Stored data entries
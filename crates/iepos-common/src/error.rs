//! Error types for the I-EPOS protocol
//!
//! Provides a unified error type and domain-specific error variants

use thiserror::Error;

use crate::types::node::NodeId;

/// Result type alias using IeposError
pub type Result<T> = std::result::Result<T, IeposError>;

/// Unified error type for I-EPOS operations
#[derive(Debug, Error)]
pub enum IeposError {
    // Setup defects, fatal at the point of detection
    #[error("Configuration error: {0}")]
    Config(#[from] ConfigError),

    // Message-flow violations
    #[error("Protocol error: {0}")]
    Protocol(#[from] ProtocolError),

    // Delivery substrate failures
    #[error("Transport error: {0}")]
    Transport(String),

    // Plan source / dataset failures
    #[error("Dataset error: {0}")]
    Dataset(String),

    // Generic internal error
    #[error("Internal error: {0}")]
    Internal(String),
}

/// Setup defects: zero-size menus, mismatched plan shapes, bad ramp-up rates
#[derive(Debug, Error, PartialEq)]
pub enum ConfigError {
    #[error("Child {child} reported an empty plan menu")]
    EmptyMenu { child: NodeId },

    #[error("Plan length mismatch: expected {expected} states, got {actual}")]
    PlanLengthMismatch { expected: usize, actual: usize },

    #[error("Ramp-up produced a non-positive candidate count: {count}")]
    NonPositiveCandidateCount { count: i64 },

    #[error("Invalid ramp-up rate: {0}")]
    InvalidRampUpRate(f64),

    #[error("Combinatorial space overflows usize")]
    CombinationOverflow,

    #[error("Invalid topology: {0}")]
    InvalidTopology(String),

    #[error("History size must be at least 1")]
    InvalidHistorySize,

    #[error("Number of iterations must be at least 1")]
    ZeroIterations,
}

/// Message-flow violations detected by a node
#[derive(Debug, Error, PartialEq)]
pub enum ProtocolError {
    #[error("Node {node} received an up message from {sender}, which is not one of its children")]
    UnknownChild { node: NodeId, sender: NodeId },

    #[error("Node {node} received a second up message from child {sender} in the same iteration")]
    DuplicateUp { node: NodeId, sender: NodeId },

    #[error("Node {node} received a down message from {sender}, which is not its parent")]
    UnexpectedSender { node: NodeId, sender: NodeId },

    #[error("Node {node} cannot handle payload {payload}")]
    UnexpectedPayload { node: NodeId, payload: &'static str },

    #[error("Fitness function selected index {index} out of {candidates} candidates")]
    InvalidSelection { index: usize, candidates: usize },

    #[error("Node {node} has no iterations left in the current phase")]
    PhaseExhausted { node: NodeId },

    #[error("Node {node} has not started a phase")]
    NotStarted { node: NodeId },

    #[error("Node {node} is missing the up message of child {child}")]
    MissingChildMessage { node: NodeId, child: NodeId },

    #[error("Node {node} is missing its selected plan index for child {child}")]
    MissingSelection { node: NodeId, child: NodeId },

    #[error("Selected plan index {index} is outside the menu of {menu} plans at node {node}")]
    SelectionOutOfMenu { node: NodeId, index: usize, menu: usize },
}
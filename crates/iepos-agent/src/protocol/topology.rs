//! Static tree topology
//!
//! Children are kept in ascending id order. That order is the canonical
//! child order every node uses for mixed-radix decoding.

use std::collections::VecDeque;

use iepos_common::{ConfigError, NodeId, Result};

/// One node's view of the tree
#[derive(Debug, Clone, PartialEq, Eq)]
pub struct NodeTopology {
    pub id: NodeId,
    /// Absent iff root
    pub parent: Option<NodeId>,
    /// Canonical child order
    pub children: Vec<NodeId>,
}

impl NodeTopology {
    pub fn is_root(&self) -> bool {
        self.parent.is_none()
    }

    pub fn is_leaf(&self) -> bool {
        self.children.is_empty()
    }

    /// Position of `child` in the canonical order
    pub fn child_position(&self, child: NodeId) -> Option<usize> {
        self.children.iter().position(|c| *c == child)
    }
}

/// A rooted tree over nodes `0..len`
#[derive(Debug, Clone)]
pub struct Topology {
    nodes: Vec<NodeTopology>,
    root: NodeId,
}

impl Topology {
    /// Build from `parents[i]`, the parent index of node `i` (`None` for the
    /// root). Requires exactly one root and every node reachable from it.
    pub fn from_parents(parents: &[Option<usize>]) -> Result<Self> {
        let len = parents.len();
        if len == 0 {
            return Err(ConfigError::InvalidTopology("empty tree".into()).into());
        }

        let mut nodes: Vec<NodeTopology> = (0..len)
            .map(|i| NodeTopology {
                id: NodeId::from(i),
                parent: parents[i].map(NodeId::from),
                children: Vec::new(),
            })
            .collect();

        let mut root = None;
        for (i, parent) in parents.iter().enumerate() {
            match parent {
                None if root.is_some() => {
                    return Err(ConfigError::InvalidTopology(format!("multiple roots: {} and {}", root.unwrap_or(0), i)).into());
                }
                None => root = Some(i),
                Some(p) if *p >= len || *p == i => {
                    return Err(ConfigError::InvalidTopology(format!("node {} has invalid parent {}", i, p)).into());
                }
                Some(p) => nodes[*p].children.push(NodeId::from(i)),
            }
        }
        let root = root.ok_or_else(|| ConfigError::InvalidTopology("no root".into()))?;

        // every node must be reachable from the root, which also rules out cycles
        let mut seen = vec![false; len];
        let mut queue = VecDeque::from([root]);
        seen[root] = true;
        while let Some(i) = queue.pop_front() {
            for child in &nodes[i].children {
                if !seen[child.index()] {
                    seen[child.index()] = true;
                    queue.push_back(child.index());
                }
            }
        }
        if let Some(orphan) = seen.iter().position(|s| !*s) {
            return Err(ConfigError::InvalidTopology(format!("node {} is not reachable from the root", orphan)).into());
        }

        Ok(Self {
            nodes,
            root: NodeId::from(root),
        })
    }

    /// Balanced tree in breadth-first order: parent of `i` is `(i - 1) / branching`
    pub fn balanced(num_nodes: usize, branching: usize) -> Result<Self> {
        if branching == 0 {
            return Err(ConfigError::InvalidTopology("branching factor must be at least 1".into()).into());
        }
        let parents: Vec<Option<usize>> = (0..num_nodes)
            .map(|i| if i == 0 { None } else { Some((i - 1) / branching) })
            .collect();
        Self::from_parents(&parents)
    }

    pub fn node(&self, id: NodeId) -> Option<&NodeTopology> {
        self.nodes.get(id.index())
    }

    pub fn nodes(&self) -> &[NodeTopology] {
        &self.nodes
    }

    pub fn root(&self) -> NodeId {
        self.root
    }

    pub fn len(&self) -> usize {
        self.nodes.len()
    }

    pub fn is_empty(&self) -> bool {
        self.nodes.is_empty()
    }

    /// Hops from the root
    pub fn depth(&self, id: NodeId) -> Option<usize> {
        let mut node = self.node(id)?;
        let mut depth = 0;
        while let Some(parent) = node.parent {
            node = self.node(parent)?;
            depth += 1;
        }
        Some(depth)
    }
}

#[cfg(test)]
mod tests {
    use super::*;

    #[test]
    fn test_chain() {
        let topology = Topology::from_parents(&[None, Some(0), Some(1)]).unwrap();
        assert_eq!(topology.root(), NodeId(0));
        assert_eq!(topology.node(NodeId(1)).unwrap().children, vec![NodeId(2)]);
        assert!(topology.node(NodeId(2)).unwrap().is_leaf());
        assert_eq!(topology.depth(NodeId(2)), Some(2));
    }

    #[test]
    fn test_children_in_id_order() {
        let topology = Topology::from_parents(&[Some(3), Some(3), Some(3), None]).unwrap();
        let root = topology.node(topology.root()).unwrap();
        assert_eq!(root.children, vec![NodeId(0), NodeId(1), NodeId(2)]);
        assert_eq!(root.child_position(NodeId(2)), Some(2));
    }

    #[test]
    fn test_balanced() {
        let topology = Topology::balanced(7, 2).unwrap();
        assert_eq!(topology.node(NodeId(0)).unwrap().children, vec![NodeId(1), NodeId(2)]);
        assert_eq!(topology.node(NodeId(2)).unwrap().children, vec![NodeId(5), NodeId(6)]);
        assert_eq!(topology.depth(NodeId(6)), Some(2));
    }

    #[test]
    fn test_rejects_invalid_trees() {
        assert!(Topology::from_parents(&[]).is_err());
        assert!(Topology::from_parents(&[None, None]).is_err());
        assert!(Topology::from_parents(&[Some(1), Some(0)]).is_err());
        // 1 and 2 form a cycle detached from the root
        assert!(Topology::from_parents(&[None, Some(2), Some(1)]).is_err());
        assert!(Topology::from_parents(&[None, Some(5)]).is_err());
        assert!(Topology::balanced(3, 0).is_err());
    }
}
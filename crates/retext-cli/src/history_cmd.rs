use std::path::{Path, PathBuf};

use anyhow::Context as _;

use retext::history::{self, HistoryRecord, HistorySlot};

/// Default export file name — fixed prefix, overridable with `--output`.
pub const EXPORT_FILE_NAME: &str = "retext-history.json";

const LIST_SNIPPET_CHARS: usize = 48;

fn open_slot() -> anyhow::Result<HistorySlot> {
    history::default_slot().ok_or_else(|| anyhow::anyhow!("cannot determine history slot path"))
}

fn format_timestamp(timestamp_ms: i64) -> String {
    chrono::DateTime::from_timestamp_millis(timestamp_ms)
        .map_or_else(|| timestamp_ms.to_string(), |dt| {
            dt.format("%Y-%m-%dT%H:%M:%SZ").to_string()
        })
}

/// Char-safe one-line preview of a record's input.
fn snippet(text: &str, max_chars: usize) -> String {
    let flat = text.split_whitespace().collect::<Vec<_>>().join(" ");
    if flat.chars().count() <= max_chars {
        return flat;
    }
    let head: String = flat.chars().take(max_chars.saturating_sub(1)).collect();
    format!("{head}\u{2026}")
}

/// Resolve a 1-based newest-first position to its record.
fn entry_at(entries: &[HistoryRecord], position: usize) -> Option<&HistoryRecord> {
    position.checked_sub(1).and_then(|i| entries.get(i))
}

pub fn cmd_history_list(limit: usize) -> anyhow::Result<i32> {
    let slot = open_slot()?;
    let entries = history::newest_first(&slot);

    if entries.is_empty() {
        eprintln!("[retext] no history entries found");
        return Ok(0);
    }

    let shown = if limit == 0 { entries.len() } else { limit };
    for (idx, entry) in entries.iter().take(shown).enumerate() {
        println!(
            "{} {} \"{}\" [{}]",
            idx + 1,
            format_timestamp(entry.timestamp_ms),
            snippet(&entry.input, LIST_SNIPPET_CHARS),
            entry.note
        );
    }
    if shown < entries.len() {
        eprintln!(
            "[retext] showing {shown} of {} entries (use -l 0 for all)",
            entries.len()
        );
    }
    Ok(0)
}

pub fn cmd_history_show(position: usize) -> anyhow::Result<i32> {
    let slot = open_slot()?;
    let entries = history::newest_first(&slot);

    let Some(entry) = entry_at(&entries, position) else {
        eprintln!("[retext] history entry {position} not found");
        return Ok(1);
    };

    println!("Timestamp: {}", format_timestamp(entry.timestamp_ms));
    println!("Input: {}", entry.input);
    println!("Note: {}", entry.note);
    println!("\n--- Output ---");
    println!("{}", entry.output);
    Ok(0)
}

pub fn cmd_history_delete(position: usize) -> anyhow::Result<i32> {
    let slot = open_slot()?;
    let entries = history::newest_first(&slot);

    let Some(entry) = entry_at(&entries, position) else {
        eprintln!("[retext] history entry {position} not found");
        return Ok(1);
    };

    let removed = history::remove(&slot, &entry.input, &entry.output, entry.timestamp_ms)?;
    if removed == 1 {
        eprintln!("[retext] removed 1 entry");
    } else {
        // An exact (input, output, timestamp) tie removes every match.
        eprintln!("[retext] removed {removed} entries");
    }
    Ok(0)
}

pub fn cmd_history_clear(yes: bool) -> anyhow::Result<i32> {
    let slot = open_slot()?;

    if !yes {
        let confirmed = dialoguer::Confirm::new()
            .with_prompt("Clear local history?")
            .default(false)
            .interact()
            .unwrap_or(false);
        if !confirmed {
            eprintln!("[retext] aborted");
            return Ok(1);
        }
    }

    history::clear(&slot)?;
    eprintln!("[retext] history cleared");
    Ok(0)
}

pub fn cmd_history_export(output: Option<&Path>) -> anyhow::Result<i32> {
    let slot = open_slot()?;
    // Export keeps the persisted (chronological) order.
    let records = slot.load();

    let json = serde_json::to_string_pretty(&records).context("serialize history")?;
    let path = output.map_or_else(|| PathBuf::from(EXPORT_FILE_NAME), Path::to_path_buf);
    std::fs::write(&path, json).with_context(|| format!("write export {}", path.display()))?;

    eprintln!(
        "[retext] exported {} entries to {}",
        records.len(),
        path.display()
    );
    Ok(0)
}

#[cfg(test)]
#[allow(clippy::unwrap_used)]
mod tests {
    use super::*;

    #[test]
    fn snippet_passes_short_input_through() {
        assert_eq!(snippet("short input", 48), "short input");
    }

    #[test]
    fn snippet_flattens_internal_whitespace() {
        assert_eq!(snippet("one\n two\t three", 48), "one two three");
    }

    #[test]
    fn snippet_truncates_long_input_with_ellipsis() {
        let long = "w".repeat(100);
        let result = snippet(&long, 48);
        assert_eq!(result.chars().count(), 48);
        assert!(result.ends_with('\u{2026}'));
    }

    #[test]
    fn entry_at_is_one_based() {
        let entries = vec![
            HistoryRecord {
                input: "newest".to_owned(),
                output: String::new(),
                note: String::new(),
                timestamp_ms: 2,
            },
            HistoryRecord {
                input: "oldest".to_owned(),
                output: String::new(),
                note: String::new(),
                timestamp_ms: 1,
            },
        ];
        assert_eq!(entry_at(&entries, 1).map(|e| e.input.as_str()), Some("newest"));
        assert_eq!(entry_at(&entries, 2).map(|e| e.input.as_str()), Some("oldest"));
        assert_eq!(entry_at(&entries, 0), None);
        assert_eq!(entry_at(&entries, 3), None);
    }

    #[test]
    fn format_timestamp_renders_iso8601_utc() {
        assert_eq!(format_timestamp(0), "1970-01-01T00:00:00Z");
        assert_eq!(format_timestamp(1_577_836_800_000), "2020-01-01T00:00:00Z");
    }
}
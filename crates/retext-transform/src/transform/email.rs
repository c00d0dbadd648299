use regex::Regex;

/// local-part@domain.tld, two-letter TLD minimum.
const EMAIL_PATTERN: &str = r"[a-zA-Z0-9._%+-]+@[a-zA-Z0-9.-]+\.[a-zA-Z]{2,}";

/// Substring match anywhere in the input: one embedded address is enough
/// to trip the privacy gate.
pub(crate) fn contains_email(text: &str) -> bool {
    Regex::new(EMAIL_PATTERN)
        .ok()
        .is_some_and(|re| re.is_match(text))
}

• [PROBLEM DETAILS] All that belongs in the answer is the run of lines above from the line containing "assert!(Topology::from_parents(&[None, None]).is_err());" through the line containing "Default export file", exactly as written.

• [TASK SOLUTION]
        assert!(Topology::from_parents(&[None, None]).is_err());
        assert!(Topology::from_parents(&[Some(1), Some(0)]).is_err());
        // 1 and 2 form a cycle detached from the root
        assert!(Topology::from_parents(&[None, Some(2), Some(1)]).is_err());
        assert!(Topology::from_parents(&[None, Some(5)]).is_err());
        assert!(Topology::balanced(3, 0).is_err());
    }
}
filename crates/retext-cli/src/history_cmd.rs
use std::path::{Path, PathBuf};

use anyhow::Context as _;

use retext::history::{self, HistoryRecord, HistorySlot};

/// Default export file name — fixed prefix, overridable with `--output`.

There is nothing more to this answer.